The display and user interface typically comprise an LCD segment or graphic dot matrix solution. While the graphic dot matrix affords the developer more flexibility in creating custom icons and display information, these displays require additional memory, typically along with bias voltages and drivers if not incorporated into the LCD module from the manufacturer. Some MCUs targeted for the blood glucose monitor space include the LCD-driving capability on the MCU, typically for segment-based displays in most cases.

In addition to the LCD interface, which patients could have difficulty reading depending upon their age and eyesight capabilities, an audible indicator is typically included in the form of a buzzer and in some cases a voice assist to guide the patient without dependency on the display. In it’s simplest form, a buzzer can be pulse-width modulated via available I/O pins on the MCU, thereby limiting additional circuit costs.
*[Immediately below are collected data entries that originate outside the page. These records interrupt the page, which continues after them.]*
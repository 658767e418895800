//! Result types returned by the conversion entry points.

use serde::{Deserialize, Serialize};
use std::fmt;
use std::path::Path;

/// Document container formats the crate can convert.
#[derive(Debug, Clone, Copy, PartialEq, Eq, Serialize, Deserialize)]
#[serde(rename_all = "lowercase")]
pub enum DocumentFormat {
    Pdf,
    Docx,
}

impl DocumentFormat {
    /// Identify the format from the leading bytes of a document.
    ///
    /// A zip package only counts as DOCX when it contains a
    /// `word/document.xml` entry name; the local-file headers are scanned
    /// without inflating anything.
    pub fn sniff(bytes: &[u8]) -> Option<Self> {
        if bytes.starts_with(b"%PDF") {
            return Some(DocumentFormat::Pdf);
        }
        if bytes.starts_with(b"PK\x03\x04") && contains(bytes, b"word/document.xml") {
            return Some(DocumentFormat::Docx);
        }
        None
    }

    /// Identify the format from a file extension (case-insensitive).
    pub fn from_extension(path: &Path) -> Option<Self> {
        let ext = path.extension()?.to_str()?.to_ascii_lowercase();
        match ext.as_str() {
            "pdf" => Some(DocumentFormat::Pdf),
            "docx" | "docm" | "dotx" => Some(DocumentFormat::Docx),
            _ => None,
        }
    }
}

impl fmt::Display for DocumentFormat {
    fn fmt(&self, f: &mut fmt::Formatter<'_>) -> fmt::Result {
        match self {
            DocumentFormat::Pdf => f.write_str("PDF"),
            DocumentFormat::Docx => f.write_str("DOCX"),
        }
    }
}

fn contains(haystack: &[u8], needle: &[u8]) -> bool {
    haystack.windows(needle.len()).any(|w| w == needle)
}

/// Descriptive metadata read from the document without converting content.
#[derive(Debug, Clone, PartialEq, Default, Serialize, Deserialize)]
pub struct DocumentMetadata {
    pub format: Option<DocumentFormat>,
    pub title: Option<String>,
    pub author: Option<String>,
    pub subject: Option<String>,
    pub creator: Option<String>,
    pub producer: Option<String>,
    pub creation_date: Option<String>,
    pub modification_date: Option<String>,
    /// Number of pages (PDF only; 0 for DOCX, which has no fixed pagination).
    pub page_count: usize,
}

/// Statistics for a single conversion.
#[derive(Debug, Clone, PartialEq, Default, Serialize, Deserialize)]
pub struct ConversionStats {
    /// Pages in the source document (PDF only).
    pub total_pages: usize,
    /// Pages that were selected and converted (PDF only).
    pub converted_pages: usize,
    /// Extraction backend that produced the raw text.
    pub engine: String,
    /// Byte length of the final Markdown.
    pub markdown_bytes: usize,
    pub total_duration_ms: u64,
}

/// Output of a full conversion.
#[derive(Debug, Clone, Serialize, Deserialize)]
pub struct ConversionOutput {
    pub markdown: String,
    pub metadata: DocumentMetadata,
    pub stats: ConversionStats,
}

#[cfg(test)]
mod tests {
    use super::*;
    use std::path::PathBuf;

    #[test]
    fn sniff_pdf_header() {
        assert_eq!(DocumentFormat::sniff(b"%PDF-1.7\n..."), Some(DocumentFormat::Pdf));
    }

    #[test]
    fn sniff_plain_zip_is_not_docx() {
        assert_eq!(DocumentFormat::sniff(b"PK\x03\x04\x14\x00content.xml"), None);
    }

    #[test]
    fn sniff_docx_entry_name() {
        let bytes = b"PK\x03\x04\x14\x00\x00\x00word/document.xml<w:document/>";
        assert_eq!(DocumentFormat::sniff(bytes), Some(DocumentFormat::Docx));
    }

    #[test]
    fn sniff_empty_is_none() {
        assert_eq!(DocumentFormat::sniff(b""), None);
    }

    #[test]
    fn extension_lookup_is_case_insensitive() {
        assert_eq!(
            DocumentFormat::from_extension(&PathBuf::from("Report.DOCX")),
            Some(DocumentFormat::Docx)
        );
        assert_eq!(
            DocumentFormat::from_extension(&PathBuf::from("a.pdf")),
            Some(DocumentFormat::Pdf)
        );
        assert_eq!(DocumentFormat::from_extension(&PathBuf::from("notes.txt")), None);
        assert_eq!(DocumentFormat::from_extension(&PathBuf::from("README")), None);
    }

    #[test]
    fn output_serialises_to_json() {
        let out = ConversionOutput {
            markdown: "# Hi\n".into(),
            metadata: DocumentMetadata {
                format: Some(DocumentFormat::Pdf),
                page_count: 1,
                ..Default::default()
            },
            stats: ConversionStats::default(),
        };
        let json = serde_json::to_string(&out).unwrap();
        assert!(json.contains("\"format\":\"pdf\""), "got: {json}");
    }
}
I/O and data interfaces were provided in the early days for uploading test results to a computer. Monitor designs today leverage standard interfaces such as USB and more recently Bluetooth wireless solutions. While there are additional cost factors by adding these standards into blood glucose monitors, various health alliances are driving the industry for more convenient avenues to upload patient data to a health care provider.

Chat with an Arrow representative about incorporating these device features at a reasonable cost.


Overall, system architectures for the core circuitry of the monitor design are utilized as a building block such that when another feature is needed, a complete redesign is not needed, thereby negating risk, reducing regulatory approvals and yielding a faster time to market for the manufacturer.